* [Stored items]
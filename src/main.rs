//! textpipe - Main Entry Point
//!
//! Runs the pipeline described by the file given as the first argument and
//! prints the run report as JSON.

use anyhow::{bail, Context};
use textpipe::{config::PipelineConfig, pipeline::PipelineBuilder};
use tracing_subscriber::{layer::SubscriberExt, util::SubscriberInitExt, EnvFilter};

fn main() -> anyhow::Result<()> {
    // Initialize logging
    tracing_subscriber::registry()
        .with(
            EnvFilter::try_from_default_env()
                .unwrap_or_else(|_| EnvFilter::new("info,textpipe=debug")),
        )
        .with(tracing_subscriber::fmt::layer().with_writer(std::io::stderr))
        .init();

    let Some(path) = std::env::args().nth(1) else {
        bail!("usage: textpipe <pipeline.toml|pipeline.json>");
    };

    tracing::info!("Starting textpipe with {}", path);
    let config = PipelineConfig::load(&path)
        .with_context(|| format!("Failed to load pipeline description {}", path))?;
    let pipeline = PipelineBuilder::from_config(config).context("Failed to assemble pipeline")?;
    let report = pipeline.run().context("Failed to start pipeline")?;

    println!("{}", serde_json::to_string_pretty(&report)?);

    if !report.is_success() {
        for failure in report.failures() {
            tracing::error!("Module '{}' did not succeed: {:?}", failure.name, failure.outcome);
        }
        bail!("{} module(s) failed", report.failures().count());
    }
    tracing::info!("Pipeline finished successfully");
    Ok(())
}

* [What is needed] Filter the records above for "failures" and copy every matching line.

* [Written response]
        for failure in report.failures() {
        bail!("{} module(s) failed", report.failures().count());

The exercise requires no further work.